Well, he had no intention of letting her believe he couldn’t manage a simple kiss. He cupped her jaw, tilted up her face. Her eyelids fluttered closed, revealing long, dark lashes. He leaned forward and brushed her lips with his. She tasted of tea and sugar, all sweetness with a bit of bite.

Her eyes opened. Startled, bright blue, a man could get lost in those eyes. He had an impulse to pull her to him and kiss her more thoroughly. But kissing her like that would most likely stand Lydia’s hair on end. And scare his bride. After all, she hadn’t married for love.

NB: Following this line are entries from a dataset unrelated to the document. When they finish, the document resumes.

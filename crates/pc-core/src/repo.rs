//! Bare repository management
//!
//! Every push target lives at `<data>/<project>` as a bare repository whose
//! hooks are symlinks back to the pcompose executable. The executable
//! recognises hook mode from the name it was invoked under.

use std::io;
use std::path::{Path, PathBuf};
use std::sync::Arc;

use crate::config::{hooks_config_path, PcomposeConfig};
use crate::error::RepositoryError;
use crate::tools::Git;
use crate::{HOOKS_DIR_NAME, HOOK_NAMES};

/// Creates bare repositories and installs their hooks
#[derive(Debug, Clone)]
pub struct RepositoryManager {
    config: Arc<PcomposeConfig>,
    hook_executable: PathBuf,
}

impl RepositoryManager {
    /// Manager whose hooks point at the running executable
    pub fn new(config: Arc<PcomposeConfig>) -> Result<Self, RepositoryError> {
        let hook_executable = std::env::current_exe().map_err(RepositoryError::Executable)?;
        Ok(Self::with_executable(config, hook_executable))
    }

    /// Manager whose hooks point at an explicit executable
    pub fn with_executable(config: Arc<PcomposeConfig>, hook_executable: PathBuf) -> Self {
        Self {
            config,
            hook_executable,
        }
    }

    /// Make sure `repo_dir` is a bare repository with hooks installed
    pub async fn prepare(&self, repo_dir: &Path) -> Result<(), RepositoryError> {
        self.ensure_bare(repo_dir).await?;
        self.install_hooks(repo_dir);
        Ok(())
    }

    /// Create the directory and run `git init --bare` unless it already is one
    pub async fn ensure_bare(&self, repo_dir: &Path) -> Result<(), RepositoryError> {
        tokio::fs::create_dir_all(repo_dir)
            .await
            .map_err(|source| RepositoryError::Io {
                path: repo_dir.to_path_buf(),
                source,
            })?;

        if is_bare_repository(repo_dir) {
            return Ok(());
        }

        tracing::info!("Initializing bare repository at {}", repo_dir.display());
        Git::new(&self.config.tools)
            .init_bare(repo_dir)
            .run_checked()
            .await
            .map_err(|e| RepositoryError::GitInit(repo_dir.to_path_buf(), e))
    }

    /// Link every hook and the hooks config into `<repo>/hooks`
    ///
    /// Individual link failures are logged and skipped so a partially
    /// writable repository still accepts pushes.
    pub fn install_hooks(&self, repo_dir: &Path) {
        let hooks_dir = repo_dir.join(HOOKS_DIR_NAME);
        if let Err(e) = std::fs::create_dir_all(&hooks_dir) {
            tracing::warn!("Failed to create {}: {}", hooks_dir.display(), e);
            return;
        }

        for hook in HOOK_NAMES {
            let link = hooks_dir.join(hook);
            if let Err(e) = ensure_symlink(&self.hook_executable, &link) {
                tracing::warn!("Failed to install hook {}: {}", link.display(), e);
            }
        }

        let config_link = hooks_config_path(repo_dir);
        if let Err(e) = ensure_symlink(&self.config.hooks_config_file(), &config_link) {
            tracing::warn!(
                "Failed to link hooks config {}: {}",
                config_link.display(),
                e
            );
        }
    }
}

/// `git init --bare` leaves `HEAD` and `objects/` behind
fn is_bare_repository(dir: &Path) -> bool {
    dir.join("HEAD").is_file() && dir.join("objects").is_dir()
}

/// Point `link` at `target`, replacing whatever was there unless it already matches
fn ensure_symlink(target: &Path, link: &Path) -> io::Result<()> {
    match std::fs::read_link(link) {
        Ok(existing) if existing == target => return Ok(()),
        Ok(_) => std::fs::remove_file(link)?,
        Err(_) if link.exists() => std::fs::remove_file(link)?,
        Err(_) => {}
    }
    symlink(target, link)
}

#[cfg(unix)]
fn symlink(target: &Path, link: &Path) -> io::Result<()> {
    std::os::unix::fs::symlink(target, link)
}

#[cfg(not(unix))]
fn symlink(_target: &Path, _link: &Path) -> io::Result<()> {
    Err(io::Error::new(
        io::ErrorKind::Unsupported,
        "symlinked hooks require a unix host",
    ))
}
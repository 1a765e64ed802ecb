//! Authentication for incoming SSH connections
//!
//! With authentication disabled every identity is accepted, which is the
//! usual setup behind a trusted network. Otherwise a password, a listed
//! public key, or both are required.

mod keys;

pub use keys::{AuthorizedKey, AuthorizedKeys};

use pc_core::PcomposeConfig;

/// Decides which credentials are accepted
#[derive(Debug, Default)]
pub struct AuthPolicy {
    /// Whether credentials are checked at all
    enabled: bool,
    /// Accepted password
    password: Option<String>,
    /// Accepted public keys
    keys: AuthorizedKeys,
}

impl AuthPolicy {
    /// Accept everyone
    pub fn open() -> Self {
        Self::default()
    }

    /// Require the given password and/or keys
    pub fn restricted(password: Option<String>, keys: AuthorizedKeys) -> Self {
        Self {
            enabled: true,
            password,
            keys,
        }
    }

    /// Build the policy described by the configuration
    pub fn from_config(config: &PcomposeConfig) -> anyhow::Result<Self> {
        if !config.authentication {
            tracing::info!("Authentication disabled - accepting every connection");
            return Ok(Self::open());
        }

        let keys = AuthorizedKeys::load_from_dir(&config.authentication_keys_directory)?;
        if keys.is_empty() && config.authentication_password.is_none() {
            tracing::warn!("Authentication enabled without password or keys - all connections will be rejected");
        } else {
            tracing::info!("Loaded {} authorized keys", keys.len());
        }

        Ok(Self::restricted(
            config.authentication_password.clone(),
            keys,
        ))
    }

    /// Whether a connection may proceed without credentials
    pub fn allows_anonymous(&self) -> bool {
        !self.enabled
    }

    /// Check a password attempt
    pub fn check_password(&self, password: &str) -> bool {
        if !self.enabled {
            return true;
        }
        self.password.as_deref() == Some(password)
    }

    /// Check a public key by fingerprint
    pub fn check_key(&self, fingerprint: &str) -> bool {
        if !self.enabled {
            return true;
        }
        match self.keys.find(fingerprint) {
            Some(key) => {
                tracing::debug!(
                    "Matched authorized key {}",
                    key.comment.as_deref().unwrap_or(&key.fingerprint)
                );
                true
            }
            None => false,
        }
    }
}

And neither had he.

Like a racehorse crossing the finish line, Jacob blew out a gust of air. “I’ve got to admit, this has been the most unusual wedding I’ve ever performed.”

“And for the handsomest couple,” Lydia said, beaming. “We hope you’ll be very happy.”

The wary look in Elizabeth’s gaze no doubt mirrored his, but they murmured their thanks.

Jacob ushered them to a desk, dipped the pen into the inkwell and handed it to Ted. “Now all you have to do to make this legal is sign the license,” Jacob said, examining their faces as if expecting one of them to refuse.

Ted signed and passed the pen to Elizabeth.

She wrote her name with a wobbly hand, then glanced at Lydia. “Could I bother you for a couple more cookies?”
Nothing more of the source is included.